Dans les années 1990-2000, Marine Le Pen et Marion Maréchal-Le Pen ont gravité tout autant que leur père et grand-père dans des viviers idéologiques de même obédience. Que ce soit avec les « Gudars » du Groupe union défense, ces « rats maudits », comme ils se dénomment eux-mêmes et leurs slogans racistes : « Aimer les immigrés est un vice de bourgeois », antisémites : « La France travaille, le Juif profite » et leurs appels au tabassage sanguinaire des homosexuels : « Good bye Gay Pride ». Des Gudars que connaît sans doute très bien Jordan Bardella puisqu’il a entretenu une relation avec Kerridwen Chatillon, la fille de Frédéric Chatillon, qui a été lui-même un ancien cadre du GUD.
En juillet 2014, Marion Maréchal-Le Pen était chaleureusement interrogée par Élie Hatem dans le journal monarchiste L'Action française 2000. Habituellement si prompte à s’offusquer sur les bancs de l'Assemblée des manquements supposés de la gauche et de la droite politique envers la République, elle n’a pas soufflé mot sur les propos que tenait Élie Hatem dans un meeting royaliste où il avait certifié, en janvier de la même année, que « la France se dégrade depuis la Révolution française » et fini son discours en réclamant : « Le retour du roi qui garantit la pérennité de la France millénaire chrétienne et catholique. Vive le roi et vive la France ! ».

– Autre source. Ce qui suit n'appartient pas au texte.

use crate::core::channel::packet::{Packet, Sequence};
use crate::core::commitment::CommitmentProof;
use crate::{Height, Signer};

/// Resolves a packet that was never received before its timeout height
/// passed on the destination chain.
///
/// For unordered channels `proof_unreceived_on_b` is a non-membership proof
/// of the packet receipt; for ordered channels it is a membership proof
/// that `nextSequenceRecv` on the counterparty is still at
/// `next_seq_recv_on_b`, which must not exceed the packet's sequence.
#[derive(Clone, Debug, PartialEq, Eq)]
pub struct MsgTimeout {
    pub packet: Packet,
    pub next_seq_recv_on_b: Sequence,
    pub proof_unreceived_on_b: CommitmentProof,
    pub proof_height_on_b: Height,
    pub signer: Signer,
}
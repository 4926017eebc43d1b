//! Defines the packet payload this application sends.

use crate::applications::transfer::coin::{validate_coin_set, Coin};
use crate::applications::transfer::error::TokenTransferError;
use crate::prelude::*;
use crate::Signer;

/// The opaque `data` field of a transfer packet, JSON-encoded on the wire.
///
/// `source` records whether the *sending* chain was the source of the
/// coins: it decides between unescrow and mint on the receiving side, and
/// between escrow and burn when refunding.
#[derive(Clone, Debug, PartialEq, Eq, serde::Serialize, serde::Deserialize)]
pub struct TransferPacketData {
    pub amount: Vec<Coin>,
    pub sender: Signer,
    pub receiver: Signer,
    pub source: bool,
}

impl TransferPacketData {
    pub fn validate_basic(&self) -> Result<(), TokenTransferError> {
        validate_coin_set(&self.amount)?;
        if self.sender.is_empty() {
            return Err(TokenTransferError::EmptySender);
        }
        if self.receiver.is_empty() {
            return Err(TokenTransferError::EmptyReceiver);
        }
        Ok(())
    }

    pub fn to_bytes(&self) -> Result<Vec<u8>, TokenTransferError> {
        serde_json::to_vec(self).map_err(|_| TokenTransferError::FailedToSerializePacketData)
    }

    pub fn from_bytes(bytes: &[u8]) -> Result<Self, TokenTransferError> {
        serde_json::from_slice(bytes).map_err(|_| TokenTransferError::FailedToDeserializePacketData)
    }
}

Le Front national/Rassemblement national a plusieurs fois travaillé sur son identité réelle pour œuvrer à sa dédiabolisation et sa normalisation. Il ne serait pas étonnant que la prochaine étape de cette stratégie soit celle de son angélisation. Soit un embellissement béat de son passé par négation de ce qu’il fut. A la Marche contre l’antisémitisme du 12 novembre à Paris, Jordan Bardella a estimé que le RN est « probablement le meilleur bouclier des Juifs de France ». Ces déclarations ont beau se jouer sur fond de candeur appuyée, ils n’inverseront pas d’un seul revers de manche ingénu une identité historique têtue. Cette angélisation effrontée est un déni identitaire de la part d’un parti dont l’identité est, précisément, au cœur même de sa définition.
Jean-Michel Barreau
Dernier ouvrage paru : Le Front national. Une identité antirépublicaine, éditions Croquant, 2017.